Aman Allahım!

Türkiye yanıyor. Daha doğrusu, çok kullanılan deyişle “ciğerlerimiz yanıyor”… İçimizde derin bir acıyla, “çaresiz” izliyoruz yazılı ve görsel basından…

Tedbirsizliğimiz, acı bir gerçek olarak orman yangınları konusunda da karşımıza çıktı. Bütün Türkiye, “Neden sadece üç yangın söndürme uçağı?” sorusunu tartışıyor.

Neden?

*

Bu yazıyı kaleme aldığımız sırada, Türkiye’nin çeşitli illerinde çıkan 63 yangından 42’si kontrol altına alınmış, 21 yangını söndürme çalışmaları devam ediyordu.

En korkuncu elbette Manavgat’ta çıkan ve hâlâ tam olarak kontrol altına alınamayan, ormanların yanı sıra evleri de yutan, insan kayıplarına ve binlerce hayvanın canına mal olan büyük yangın.

Daha doğrusu büyük facia!

Manavgat’ta orman yangını, aynı anda 4 yerde birden başlamış…Sonra başka illerdeki yangınlar duyuldu.

Dolayısıyla hepimiz, “terör örgütlerinin marifeti” diye düşünerek lanet okumaya, beddualar etmeye başladık.

Başta bölücü terör örgütü olmak üzere tüm terör örgütlerini, bütün kalbimizle, şiddetle lanetliyoruz.

Bırakın teröristi, ormana, orada yaşayan canlılara kıyanları, ailemizden biri bile olsa asla affedemeyiz.

Bu nedenle, öfkemiz, nefretimiz çok büyük.

*

Milyonlarca mültecinin elini-kolunu sallayarak dolaştığı bu ülkede, tam ve etkin bir kontrol nasıl sağlanır, orası da ayrı tartışılacak bir konu.

Sanki bazı eller, ülkenin demografik yapısını değiştiriyor.

O bazı eller, -bir iddiaya göre- Türkiye’yi Marshall yardımı adı altında çok yıllar önce “bitki örtüsü açısından da” kontrol altına almaya başlamışlar zaten.

Ünlü televizyoncu Gülgün Feyman Budak’ın sosyal medyadaki “Çam ağacı yerine zeytin ağacı dikin” şeklindeki çağrısını ve “Çam ağacı, ABD’nin Türkiye’ye bir tuzağıdır” değerlendirmesini hatırladık bu aşamada.

İşte ünlü sunucunun iddiaları:

*

“Marshall yardımlarıyla Ege ve Akdeniz bölgemizdeki milyonlarca zeytin ağacımız kökünden sökülerek gemilerle Avrupa’ya götürüldü.

ABD bize bu ağaçların yerine milyonlarca kavak ve çam(çıra) fidanı verdi.

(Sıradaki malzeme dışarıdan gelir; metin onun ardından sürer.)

use ash::vk;
use gpu_allocator::vulkan::{Allocation, AllocationCreateDesc, AllocationScheme};
use gpu_allocator::MemoryLocation;

use super::{Device, RhiError};

pub struct Buffer {
    pub raw: vk::Buffer,
    pub allocation: Allocation,
    pub desc: BufferDesc,
}

#[derive(Clone, Copy, Debug, Hash, PartialEq, Eq)]
pub struct BufferDesc {
    pub size: u64,
    pub usage: vk::BufferUsageFlags,
}

impl BufferDesc {
    pub fn new(size: u64, usage: vk::BufferUsageFlags) -> Self {
        Self { size, usage }
    }
}

// implement buffer associated functions for device
impl Device {
    pub fn create_buffer(&self, desc: BufferDesc, name: &str) -> anyhow::Result<Buffer, RhiError> {
        let buffer_ci = vk::BufferCreateInfo::builder()
            .size(desc.size)
            .usage(desc.usage)
            .sharing_mode(vk::SharingMode::EXCLUSIVE)
            .build();

        let buffer = unsafe { self.raw.create_buffer(&buffer_ci, None)? };

        let requirements = unsafe { self.raw.get_buffer_memory_requirements(buffer) };

        let allocation = self
            .global_allocator
            .lock()
            .allocate(&AllocationCreateDesc {
                name,
                requirements,
                location: MemoryLocation::GpuOnly,
                linear: true,
                allocation_scheme: AllocationScheme::GpuAllocatorManaged,
            })
            .map_err(|err| RhiError::AllocationFailure {
                name: name.to_owned(),
                error: err,
            })?;

        unsafe {
            self.raw
                .bind_buffer_memory(buffer, allocation.memory(), allocation.offset())?
        };

        Ok(Buffer {
            raw: buffer,
            allocation,
            desc,
        })
    }

    pub fn destroy_buffer(&self, buffer: Buffer) {
        self.global_allocator
            .lock()
            .free(buffer.allocation)
            .expect("Failed to free vulkan buffer memory!");

        unsafe {
            self.raw.destroy_buffer(buffer.raw, None);
        }
    }
}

Kavak ağacı memlekette alerjik hastalıklar başlattı. Çam ağacı ise bildiğimiz yağlı çıra idi. Dağlarımıza ovalarımıza her yere diktik. Hiçbir işe yaramayan bu ağaç, ülkemizin dağına bayırına dikilen saatli bomba oldular.

Bu ağaçlar yandığı zaman kozalakları patlayarak yanar halde 200 metre uzağa fırlamakta, oradaki çam ağaçlarını da tutuşturmaktadır. Bugüne kadar kimi gördüysem yetkili yetkisiz, beyinli beyinsiz herkese anlattım. ‘ABD bizim gibi haini bol ülkelerin coğrafyasını çam (çıra) ormanlarıyla dolduruyor, içimizdeki hainlerin sayesinde bir kibrit çakmasıyla 100 savaş uçağının verdiği zararı veriyorlar.

Şimdi soruyorum size, devletimiz bu çam ağaçlarının yerine zeytin, ceviz, badem, incir, sakız ağacı dikse hem bu ağaçlar kolay kolay yanmaz, hem de köylümüze bir gelir olur değil mi?”